Это и был тот самый загадочный переход из детства в отрочество, а потом и в юность, который присущ большинству, — другое дело, что не все отдают себе в этом отчет с течением времени и далеко не у всех достает сил столь беспощадно писать о себе.
А вот как вспоминает Каверин о том времени, когда после забастовки, устроенной классом из-за исключения одного из учеников, из гимназии был исключен весь класс (это произошло в 1918 году). И тогда гимназисты начали собираться в доме Зильберов и заниматься по всем предметам. «…Каждый день с раннего утра вся наша компания усаживалась за книги… Мне кажется теперь, — пишет Вениамин Каверин, — что привычка к добровольному, никем и ничем не подстегиваемому труду открылась во мне именно в эти недели. Это было, если можно так выразиться, „наслаждение самопринуждения“ — я чувствовал гордость, распоряжаясь собой».
Вероятно, с той самой поры это «наслаждение» стало привычкой, необходимостью, той самой, которую некогда так точно сформулировал Юрий Олеша: «Ни дня без строчки». Ведь для этого нужна жесточайшая самодисциплина, одним вдохновением не обойтись. И Каверин начал писать много, пробуя себя во всех жанрах — в стихах, прозе и даже драматургии («трагедии в стихах»).
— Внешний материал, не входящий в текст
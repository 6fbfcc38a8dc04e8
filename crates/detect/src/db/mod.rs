//! Relational registry: projects, symbols, similar pairs, groups

mod groups;
mod pairs;
mod project;
mod symbol;
mod types;

pub use types::*;

use rusqlite::{Connection, Result as SqliteResult};
use std::path::Path;

pub struct Database {
    conn: Connection,
}

impl Database {
    pub fn open(path: &Path) -> SqliteResult<Self> {
        let conn = Connection::open(path)?;
        let db = Self { conn };
        db.init_schema()?;
        Ok(db)
    }

    pub fn open_in_memory() -> SqliteResult<Self> {
        let conn = Connection::open_in_memory()?;
        let db = Self { conn };
        db.init_schema()?;
        Ok(db)
    }

    fn init_schema(&self) -> SqliteResult<()> {
        self.conn.execute_batch(
            r#"
            CREATE TABLE IF NOT EXISTS projects (
                id INTEGER PRIMARY KEY,
                name TEXT NOT NULL,
                root_path TEXT NOT NULL UNIQUE,
                last_indexed_at TEXT
            );

            CREATE TABLE IF NOT EXISTS symbols (
                qualified_name TEXT PRIMARY KEY,
                project_id INTEGER NOT NULL,
                name TEXT NOT NULL,
                kind TEXT NOT NULL,
                file_path TEXT NOT NULL,
                range_start INTEGER NOT NULL,
                range_end INTEGER NOT NULL,
                content_hash TEXT NOT NULL,
                structure_hash TEXT NOT NULL,
                embedding BLOB,
                group_id INTEGER,
                FOREIGN KEY (project_id) REFERENCES projects(id)
            );

            CREATE TABLE IF NOT EXISTS similar_pairs (
                id INTEGER PRIMARY KEY,
                unit_a TEXT NOT NULL,
                unit_b TEXT NOT NULL,
                score REAL NOT NULL,
                comparison TEXT NOT NULL,
                confidence REAL NOT NULL,
                status TEXT NOT NULL DEFAULT 'new',
                reason TEXT,
                FOREIGN KEY (unit_a) REFERENCES symbols(qualified_name),
                FOREIGN KEY (unit_b) REFERENCES symbols(qualified_name),
                UNIQUE(unit_a, unit_b)
            );

            CREATE TABLE IF NOT EXISTS similarity_groups (
                id INTEGER PRIMARY KEY,
                project_id INTEGER NOT NULL,
                name TEXT NOT NULL,
                reason TEXT,
                pattern TEXT,
                FOREIGN KEY (project_id) REFERENCES projects(id)
            );

            CREATE INDEX IF NOT EXISTS idx_symbols_project ON symbols(project_id);
            CREATE INDEX IF NOT EXISTS idx_symbols_hash ON symbols(content_hash);
            CREATE INDEX IF NOT EXISTS idx_symbols_file ON symbols(file_path);
            CREATE INDEX IF NOT EXISTS idx_pairs_status ON similar_pairs(status);
            "#,
        )?;
        Ok(())
    }

    pub(crate) fn conn(&self) -> &Connection {
        &self.conn
    }
}
async fn cmd_index(
    path: &str,
    min_lines: Option<u32>,
    model: Option<&str>,
    no_embeddings: bool,
) -> anyhow::Result<()> {
    let root = resolve_root(path)?;
    let config = build_config(None, min_lines, model, None, false)?;

    println!("Project: {}", root.display());
    println!("Model: {}", config.model);

    let mut registry = Registry::open_at(&root)?;
    let project_id = registry
        .db()
        .get_or_create_project(&project_name(&root), &root.to_string_lossy())?;

    println!("\nExtracting symbols...");
    let symbols = extract_project(&root, config.min_lines)?;
    println!("Found {} symbols (>= {} lines)", symbols.len(), config.min_lines);

    if symbols.is_empty() {
        println!("Nothing to index");
        return Ok(());
    }

    let mut embedder = if no_embeddings {
        None
    } else {
        Some(connect_embedder(&config).await?)
    };

    let mut dimensions = None;
    let mut indexed = 0usize;
    let mut by_file: HashMap<String, Vec<String>> = HashMap::new();

    for (i, symbol) in symbols.iter().enumerate() {
        print!(
            "\r  [{}/{}] {}",
            i + 1,
            symbols.len(),
            short_name(&symbol.qualified_name)
        );

        let content_hash = detect::content_hash(&symbol.body);
        let embedding = match registry.db().get_embedding_by_content_hash(&content_hash)? {
            Some(cached) => Some(cached),
            None => match &mut embedder {
                Some(embedder) => match embedder.embed(&symbol.body).await {
                    Ok(vector) => Some(embedding_to_bytes(&vector)),
                    Err(err) => {
                        warn!(symbol = %symbol.qualified_name, error = %err, "embedding failed");
                        None
                    }
                },
                None => None,
            },
        };
        if let Some(bytes) = &embedding {
            dimensions.get_or_insert(bytes.len() / 4);
        }

        registry.upsert_symbol(&to_record(symbol, project_id, embedding))?;
        by_file
            .entry(symbol.file_path.clone())
            .or_default()
            .push(symbol.qualified_name.clone());
        indexed += 1;
    }
    println!();

    let mut removed = 0usize;
    for (file, keep) in &by_file {
        removed += registry.db().delete_stale_file_symbols(project_id, file, keep)?;
    }
    // files that no longer exist lose all their symbols
    let stored_files: HashSet<String> = registry
        .db()
        .get_symbols_by_project(project_id)?
        .into_iter()
        .map(|record| record.file_path)
        .collect();
    for file in stored_files {
        if !by_file.contains_key(&file) {
            removed += registry.db().delete_stale_file_symbols(project_id, &file, &[])?;
        }
    }
    if removed > 0 {
        println!("Removed {removed} stale symbols");
    }

    if let Some(dims) = dimensions {
        registry.ensure_vector_index(dims)?;
        registry.save_vector_index()?;
    }
    registry.db().update_project_indexed_time(project_id)?;

    println!("Indexed {indexed} symbols");
    Ok(())
}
Приехавшему на несколько дней в Псков навестить жену и маленькую дочь Инну Юрию Тынянову Вениамин прочитал несколько стихотворений и одну из трагедий в стихах (в духе Гофмана, что представляется особенно характерным, учитывая уже недалекое будущее Брата Алхимика!) «Невероятные бредни о совокупном путешествии черта, смотрителя морга и студента Лейпцигского университета в женский католический монастырь» (вторую свою трагедию под названием «Предсмертные бредни старого башмачника Гвидо» он так и не успел прочитать). Внимательно выслушав первое сочинение, Тынянов сказал: «В тебе что-то есть», и эти слова стали для начинающего писателя своего рода путеводной звездой: ведь произнес их человек, о котором десятилетия спустя Каверин напишет: «Я не знал тогда, что его неслыханная содержательность на всю жизнь останется для меня требовательным примером. Что и после своей безвременной смерти он останется со мной, поддерживая меня в минуты неверия в себя, безнадежности, напрасных сожалений. Что в самом нравственном смысле моего существования он займет единственное, как бы самой судьбой предназначенное место».
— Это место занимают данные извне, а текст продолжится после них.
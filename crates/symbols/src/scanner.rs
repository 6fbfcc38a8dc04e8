//! Project file scanner, .gitignore aware

use ignore::WalkBuilder;
use std::path::{Path, PathBuf};

/// Files larger than this are skipped outright
const MAX_FILE_SIZE_BYTES: u64 = 2 * 1024 * 1024;

/// Supported extensions and their language tags
const SUPPORTED_EXTENSIONS: &[(&str, &str)] = &[
    ("rs", "rust"),
    ("py", "python"),
    ("ts", "typescript"),
    ("tsx", "typescript"),
    ("js", "javascript"),
    ("jsx", "javascript"),
];

/// Language tag for a path, None if the extension is not supported
pub fn language_for(path: &Path) -> Option<&'static str> {
    let ext = path.extension()?.to_str()?.to_lowercase();
    SUPPORTED_EXTENSIONS
        .iter()
        .find(|(e, _)| *e == ext)
        .map(|(_, lang)| *lang)
}

/// Scanner for finding source files in a project
pub struct FileScanner {
    root: PathBuf,
}

impl FileScanner {
    pub fn new(root: impl AsRef<Path>) -> Self {
        Self {
            root: root.as_ref().to_path_buf(),
        }
    }

    /// Walk the project and return supported source files
    pub fn scan(&self) -> Vec<PathBuf> {
        let mut files = Vec::new();

        let mut builder = WalkBuilder::new(&self.root);
        builder
            .hidden(true)
            .git_ignore(true)
            .git_global(true)
            .git_exclude(true);

        for result in builder.build() {
            let entry = match result {
                Ok(e) => e,
                Err(e) => {
                    tracing::warn!("failed to read entry: {}", e);
                    continue;
                }
            };

            let Some(file_type) = entry.file_type() else {
                continue;
            };
            if !file_type.is_file() {
                continue;
            }

            let path = entry.path();
            if language_for(path).is_none() {
                continue;
            }

            if let Ok(meta) = entry.metadata() {
                if meta.len() > MAX_FILE_SIZE_BYTES {
                    tracing::debug!(
                        "skipping large file {} ({} bytes)",
                        path.display(),
                        meta.len()
                    );
                    continue;
                }
            }

            files.push(path.to_path_buf());
        }

        files.sort();
        files
    }
}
О Юрии Тынянове речь пойдет дальше, в главе о жизни в Петрограде, где круг общения, круг интересов и самый пример старшего друга определят в конечном счете творческое и личностное существование молодого человека, превратившегося из Вениамина Зильбера в Вениамина Каверина.
Но вернемся к хронологии.
В декабре 1918 года в Псков приехал брат Лев, за несколько лет до того переведшийся из Петербургского университета в Московский на медицинский факультет. Пристрастившись под влиянием отца своего ученика, которого он готовил в гимназию, к карточной игре, Лев неожиданно поправил свое материальное положение, выиграв крупную сумму и купив на нее квартиру в самом центре, на Второй Тверской-Ямской улице.
«Когда мать постарела, а семья обеднела, — пишет Каверин, — он оказался главой нашего дома, и этот дом мешал ему, висел на ногах. Надо было что-то перекроить, перестроить. Надо было перевезти этот старый, развалившийся дом в Москву… где, как он надеялся, образовался бы новый дом, у него под боком, дом, который мог сам позаботиться о себе.
…Юрий давно увез жену и дочь в Петроград. Саша еще не вернулся, и предполагалось, что, окончив гимназию, он поедет прямо в Москву. Перевезти, стало быть, надо было только мать и меня. Отец заявил, что он останется в Пскове».
В этих словах раскрывается в полной мере черта старшего брата, подмеченная младшим еще в юности, — «холодность, стремление не жертвовать своими интересами для других»: в тщательно спланированном будущем семьи Лев ни на миг не задумался о брате матери, Льве Григорьевиче, некогда известном пианисте, который, став инвалидом, жил в доме своей сестры затворником, вспоминая прошлое, неустанно поддерживая форму, чтобы когда-нибудь продолжить концертировать.
Лев решил поместить его в дом призрения — ухаживать за инвалидом в Москве было решительно некому, да и везти его в такую даль в это смутное время не было возможности. «Он (Лев Григорьевич. — Н. С.) никогда не жаловался, ничего не требовал, — вспоминал Каверин в „Освещенных окнах“. — Никто почти не замечал его присутствия в доме. Но вот его увезли, и дом опустел. В маленькой комнате, и прежде почти безмолвной, наступила полная тишина — странно-требовательная, заставлявшая всех ходить с виноватыми лицами, а Льва — решительно подавлять в себе сознание, что он виноват больше всех.